Lease-On Candidate Guide
You want to drive a truck and make good money β but you don't want to run a business. And that's completely fine. Owning your own authority means dealing with insurance ($12,000-18,000/year), compliance paperwork, IFTA filings, drug testing, CSA scores, broker disputes, invoicing, and a hundred other things that have nothing to do with putting miles on the road. Some drivers thrive on the business side. Others just want to drive.
The lease-on model lets you do exactly that. Through FF Dispatch's partnership with WonderEX, you operate under their authority with a 75/25 revenue split β you keep 75% of every dollar the truck grosses. Out of WonderEX's 25%, they cover insurance, compliance, and back-office. FF Dispatch handles the dispatching, load finding, and rate negotiation β all included in that 25%. No additional dispatch commission. No setup fees.
This isn't a lease-purchase trap where you owe $200,000 on a truck you'll never own. This is a month-to-month arrangement with 30-day cancellation and no forced dispatch. You own your truck (or lease it on your own terms), you choose your loads, and you keep 75% of gross revenue. If a dry van carrier grosses $7,000/week, that's $5,250 in your pocket β before fuel and your truck payment, after everything else is handled for you.
Common Pain Points
Challenges lease-on candidate carriers face every week
Insurance costs eating your profit β $12,000-18,000/year ($230-345/week) just for liability and cargo coverage under your own authority
Compliance headaches: IFTA filings, drug testing consortium, UCR registration, New Entrant Audit, CSA monitoring β each one a potential fine if you miss a deadline
Spending hours every week on paperwork, invoicing, and broker communication instead of driving
Uncertainty about what you actually net after all deductions β insurance, dispatch, compliance, factoring fees, and admin costs blur the real number
Risk of losing your authority over a compliance mistake β late IFTA filing, lapsed insurance, or failed audit can shut you down
Want to focus purely on driving and earning without the stress of running a business
What FF Dispatch Does for You
FF Dispatch's Lease-On Program through WonderEX is for drivers who want to earn like an owner-operator without running a business. You keep 75% of gross revenue. The 25% covers everything: insurance, compliance, dispatch, back-office, and broker communication. No dispatch commission on top. No contracts. No forced dispatch. Month-to-month with 30-day cancellation.
The Math
Under your own authority: $7,000/week gross minus insurance ($300), dispatch at 6% ($420), compliance ($25), factoring ($70) = $6,185 net before fuel and truck payment. Lease-on: $7,000 x 75% = $5,250 net before fuel and truck payment. The difference is $935/week β but the lease-on includes zero admin hours, zero compliance risk, and zero surprise bills. If you value those 10-15 hours/week of admin at $50/hour ($500-750), the real gap narrows to $185-435/week. Many drivers find the simplicity worth it.

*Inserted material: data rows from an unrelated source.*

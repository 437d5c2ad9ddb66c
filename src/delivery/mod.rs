//! Getting reports to the people reading them.

pub mod telegram;

pub use telegram::TelegramDeliverer;

use async_trait::async_trait;
use std::io::Write;
use thiserror::Error;
use tracing::warn;

use crate::config::TelegramConfig;

#[derive(Error, Debug)]
pub enum DeliveryError {
    #[error("transport error: {0}")]
    Transport(String),

    #[error("rejected by messaging api ({status}): {description}")]
    Rejected {
        status: reqwest::StatusCode,
        description: String,
    },

    #[error("http client setup failed: {0}")]
    Client(String),

    #[error("io error: {0}")]
    Io(#[from] std::io::Error),
}

/// Sends one report somewhere.
#[cfg_attr(test, mockall::automock)]
#[async_trait]
pub trait Deliverer: Send + Sync {
    async fn deliver(&self, text: &str) -> Result<(), DeliveryError>;
}

/// The deliverer the bot runs with: Telegram when configured, otherwise a
/// no-op that says so in the logs.
#[derive(Debug)]
pub enum Notifier {
    Telegram(TelegramDeliverer),
    Disabled,
}

impl Notifier {
    pub fn from_config(telegram: Option<&TelegramConfig>) -> Result<Self, DeliveryError> {
        match telegram {
            Some(cfg) => Ok(Self::Telegram(TelegramDeliverer::new(cfg)?)),
            None => {
                warn!("BOT_TOKEN or CHAT_ID not set; reports will be logged, not sent");
                Ok(Self::Disabled)
            }
        }
    }

    pub fn is_enabled(&self) -> bool {
        matches!(self, Self::Telegram(_))
    }
}

#[async_trait]
impl Deliverer for Notifier {
    async fn deliver(&self, text: &str) -> Result<(), DeliveryError> {
        match self {
            Self::Telegram(telegram) => telegram.deliver(text).await,
            Self::Disabled => {
                warn!(
                    chars = text.chars().count(),
                    "delivery not configured, report not sent"
                );
                Ok(())
            }
        }
    }
}

/// Writes each report to stdout, separated by a blank line.
#[derive(Debug, Default, Clone, Copy)]
pub struct StdoutDeliverer;

#[async_trait]
impl Deliverer for StdoutDeliverer {
    async fn deliver(&self, text: &str) -> Result<(), DeliveryError> {
        let mut out = std::io::stdout().lock();
        writeln!(out, "{text}\n")?;
        out.flush()?;
        Ok(())
    }
}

Your Lease-On Candidate Checklist
8 steps to set yourself up for success
Understand the 75/25 split
You keep 75% of every dollar the truck grosses. The 25% covers WonderEX's authority, insurance, compliance, and FF Dispatch's load finding and negotiation. No additional dispatch commission. If your truck grosses $7,000/week, you keep $5,250.
Compare your current total business costs
Add up everything you pay under your own authority: insurance, dispatch, compliance, factoring, IFTA prep, drug testing, UCR, BOC-3, and your admin time valued at $50/hour. If it exceeds 25% of gross, the lease-on may actually save you money.
Confirm your truck ownership/financing situation
The lease-on is for your operating authority β not your truck. You need to own your truck outright or have your own financing/lease. Truck payments remain your responsibility and come out of your 75% share.
Review the WonderEX agreement terms
Month-to-month with 30-day cancellation notice. No forced dispatch β you choose every load. No non-compete β if you leave, you can start your own authority or lease on elsewhere immediately. Read every page before signing.
Gather your documents for onboarding
You'll need: CDL (front and back), medical card (DOT physical), MVR (motor vehicle report), truck registration, truck title or lease agreement, W-9, voided check or bank letter for direct deposit. Most carriers complete onboarding in 2-3 business days.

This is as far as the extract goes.